The XQGJ has an entry of a pair of covered you with deer decoration on the body. The deer are also referred to in the inscription. In the Minneapolis Art Museum there is a you with a cover and in the Shanghai Museum, another you without a cover. The entry in the XQGJ was brief and said that the two pieces form an identical pair. This entry is unique for two reasons: 1. As we mention above, you in all excavation reports are not found in pairs, and are usually found in different sizes; 2. It is rare, if ever, to find a bronze that with a long inscription referring to hunting deer or any animal, and for the vessel to be decorated with prey. However, the He Zi You is well known and has been in some prominent collections. Additionally, these pieces have received a lot of attention from scholars. In the middle of 20th century Mr. Chen MengJia wrote that the cover in Minneapolis Art Museum and the body of the one in Shanghai Museum should be one of the vases in the XQGJ. His judgement was based on his study of the inscription: he concluded that the inscription on the body of the Minneapolis Museum is apocryphal. He dated the piece to be 10th century BCE. His judgement was accepted by most, if not all the scholars.

The Shanghai Museum has done a detailed study and found that actually the body of their He Zi You to be apocryphal as well: it does not show chaplets in X-ray photography and one also cannot find mold lines from casting. There are other problems about the construction of the vessel as compared with other known pieces. Furthermore, given the physical measurements of the cover and body, they cannot possibly to fit each other as the rim of the cover is smaller than that of the rim on the body. The pieces also have different patination than that of the standard palace examples. We have decided there is not enough evidence to conclude that the you in the Shanghai Museum is one of the items in the XQGJ. This left us to consider whether the cover in Minneapolis is a piece from the catalog or the 10th century BCE. We made several visits and were not able to reach a consensus. Unable to obtain clear X-rays to help with the dating, none of the He Zi You were included in our selection.

Conclusion

After an exhaustive search we found that most of the collection still can be found in the Palace Museums. Of those bronzes that have left the Palace collection, many are still in China. In fact of all the items outside of the Palace Museums, the Shanghai Museum has more pieces belonging to the XQGJ than any other museum or country. Moreover, many of the bronzes outside the Palace Museums can be traced back to the personal collections formed by ministers in the Qing court. We were not sure how these Imperial Bronzes entered their collections, however it seems possible that they were collected directly, or indirectly as gifts from the court, rather than by illegal means. If so the number of pieces that were lost from the palace by theft is rather small. The rumor that massive looting of the palace occurred seems contradictory based on our findings, at least for bronzes. In a private conversation, the Palace Museum confirms that the storage facilities had never been broken into by outsiders, so whatever stealing that may have taken place was limited to the pieces on display.

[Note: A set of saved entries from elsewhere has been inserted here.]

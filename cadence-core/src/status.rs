//! Shared, lock-free state read by health probes: the status register and
//! the current snapshot.
//!
//! Both are `ArcSwap` cells. Writers publish a whole new value; readers get
//! an `Arc` to a complete value and never observe a half-updated one.

use std::fmt;
use std::sync::Arc;

use arc_swap::ArcSwap;
use chrono::{DateTime, Utc};
use serde::{Deserialize, Serialize};

use crate::types::Snapshot;

/// Latest reconciliation outcome. No history is kept.
#[derive(Debug, Clone, PartialEq, Eq, Serialize, Deserialize, Default)]
pub struct Status {
    /// Last time a snapshot was built successfully.
    pub last_sync: Option<DateTime<Utc>>,
    /// Message of the most recent failure; `None` means healthy.
    pub last_error: Option<String>,
    pub last_error_at: Option<DateTime<Utc>>,
    /// Last time the reload action succeeded.
    pub last_reload: Option<DateTime<Utc>>,
    /// SHA-256 of the artifact currently on disk, once known.
    pub artifact_digest: Option<String>,
    /// Reconciliation cycles attempted since start.
    pub cycles: u64,
}

impl Status {
    pub fn is_healthy(&self) -> bool {
        self.last_error.is_none()
    }
}

/// Last-write-wins status register. Cheap to clone; clones share state.
#[derive(Debug, Clone, Default)]
pub struct StatusTracker {
    inner: Arc<ArcSwap<Status>>,
}

impl StatusTracker {
    pub fn new() -> Self {
        Self::default()
    }

    /// Copy of the current status.
    pub fn current(&self) -> Status {
        self.inner.load().as_ref().clone()
    }

    pub fn set_last_sync(&self, at: DateTime<Utc>) {
        self.update(|s| s.last_sync = Some(at));
    }

    /// Record a failure. Replaces any previous error.
    pub fn set_error<E: fmt::Display + ?Sized>(&self, err: &E) {
        let message = err.to_string();
        let now = Utc::now();
        self.update(|s| {
            s.last_error = Some(message.clone());
            s.last_error_at = Some(now);
        });
    }

    /// Success signal at the end of a complete cycle.
    pub fn clear_error(&self) {
        self.update(|s| {
            s.last_error = None;
            s.last_error_at = None;
        });
    }

    pub fn record_reload(&self, at: DateTime<Utc>) {
        self.update(|s| s.last_reload = Some(at));
    }

    pub fn record_artifact(&self, digest: impl Into<String>) {
        let digest = digest.into();
        self.update(|s| s.artifact_digest = Some(digest.clone()));
    }

    pub fn begin_cycle(&self) {
        self.update(|s| s.cycles = s.cycles.saturating_add(1));
    }

    fn update(&self, f: impl Fn(&mut Status)) {
        self.inner.rcu(|current| {
            let mut next = Status::clone(current);
            f(&mut next);
            next
        });
    }
}

/// The most recently built snapshot.
#[derive(Debug, Clone, Default)]
pub struct SnapshotHandle {
    inner: Arc<ArcSwap<Snapshot>>,
}

impl SnapshotHandle {
    pub fn new() -> Self {
        Self::default()
    }

    pub fn current(&self) -> Arc<Snapshot> {
        self.inner.load_full()
    }

    /// Publish `next`, discarding the previous snapshot.
    pub fn replace(&self, next: Snapshot) {
        self.inner.store(Arc::new(next));
    }
}
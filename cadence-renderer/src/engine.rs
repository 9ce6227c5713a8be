//! Tera rendering engine: [`TemplateEngine`] and [`Renderer`].
//!
//! The embedded template renders one `upstream` block per workload group,
//! a default server routing `/<app-id>/` to each upstream, and a dedicated
//! server for every group carrying a vhost label. A user template file,
//! when configured, replaces it; the embedded macros stay importable.

use std::collections::HashMap;
use std::path::{Path, PathBuf};

use tera::Tera;

use cadence_core::Snapshot;

use crate::context::TemplateContext;
use crate::error::RenderError;

/// Name of the root template every render starts from.
pub const ROOT_TEMPLATE: &str = "nginx.conf";

// ---------------------------------------------------------------------------
// Embedded templates, baked into the binary via include_str!
// ---------------------------------------------------------------------------

const TPLS: &[(&str, &str)] = &[
    ("macros.tera", include_str!("templates/macros.tera")),
    (ROOT_TEMPLATE, include_str!("templates/nginx.conf.tera")),
];

fn io_err(path: impl Into<PathBuf>, source: std::io::Error) -> RenderError {
    RenderError::Io { path: path.into(), source }
}

fn build_tera(user_template: Option<&Path>) -> Result<Tera, RenderError> {
    let mut templates: HashMap<String, String> = TPLS
        .iter()
        .map(|(name, content)| ((*name).to_string(), (*content).to_string()))
        .collect();
    if let Some(path) = user_template {
        let contents = std::fs::read_to_string(path).map_err(|e| io_err(path, e))?;
        templates.insert(ROOT_TEMPLATE.to_string(), contents);
    }

    let mut tera = Tera::default();
    // Output is a proxy config, not HTML.
    tera.autoescape_on(vec![]);
    tera.add_raw_templates(templates.into_iter().collect::<Vec<_>>())
        .map_err(|source| RenderError::Compile {
            origin: user_template
                .map(|p| p.display().to_string())
                .unwrap_or_else(|| "embedded".to_string()),
            source,
        })?;
    Ok(tera)
}

// ---------------------------------------------------------------------------
// TemplateEngine
// ---------------------------------------------------------------------------

/// Compiled template set. Parsing happens once, at construction.
pub struct TemplateEngine {
    tera: Tera,
}

impl TemplateEngine {
    /// Load embedded templates, with `user_template` (if any) as the root.
    ///
    /// Syntax errors in the user template surface here, not at render time.
    pub fn new(user_template: Option<&Path>) -> Result<Self, RenderError> {
        let tera = build_tera(user_template)?;
        Ok(TemplateEngine { tera })
    }

    pub fn render(&self, ctx: &TemplateContext) -> Result<String, RenderError> {
        let tera_ctx = ctx.to_tera_context()?;
        self.tera
            .render(ROOT_TEMPLATE, &tera_ctx)
            .map_err(|source| RenderError::Render { template: ROOT_TEMPLATE, source })
    }
}

// ---------------------------------------------------------------------------
// Renderer
// ---------------------------------------------------------------------------

/// Snapshot-to-text renderer. Create once and reuse across cycles.
pub struct Renderer {
    engine: TemplateEngine,
}

impl Renderer {
    /// Renderer with the embedded default template.
    pub fn new() -> Result<Self, RenderError> {
        Ok(Renderer { engine: TemplateEngine::new(None)? })
    }

    /// Renderer whose root template is read from `path`.
    pub fn with_template(path: &Path) -> Result<Self, RenderError> {
        Ok(Renderer { engine: TemplateEngine::new(Some(path))? })
    }

    /// `with_template` when a path is given, `new` otherwise.
    pub fn from_optional(path: Option<&Path>) -> Result<Self, RenderError> {
        Ok(Renderer { engine: TemplateEngine::new(path)? })
    }

    /// Render the complete proxy configuration for `snapshot`.
    ///
    /// Pure: the same snapshot always yields the same text.
    pub fn render(&self, snapshot: &Snapshot) -> Result<String, RenderError> {
        let ctx = TemplateContext::from_snapshot(snapshot);
        self.render_with_context(&ctx)
    }

    pub fn render_with_context(&self, ctx: &TemplateContext) -> Result<String, RenderError> {
        self.engine.render(ctx)
    }
}

// ---------------------------------------------------------------------------
// Tests
// ---------------------------------------------------------------------------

We were not able to find documents about the formation of the collection. In fact we were surprised by the fact that Emperor ChienLong had not one single document talking about bronzes in this first 14 years of reign. The search only found one document from his predecessors. We were led to believe that there was not much interest in these objects from the court. After the publishing of the XQGJ, however, we found many documents relating to bronze. This publication seems to have revived court interest. It seems safe to say the XQGJ brought a resurgence of interest in bronze, i.e. inspired more collecting activities and studies in China. The lack of the Emperor’s attention to bronze in his early years also leads one to ask the question whether ChienLong was instrumental in forming the collection himself or did he inherit these bronzes which left in storage by his many predecessors.

In the final analysis both Chienlong’s catalog and our revision both took six years and likely we used more labor, despite contemporary tools. Many thanks to all who helped complete this project for publication.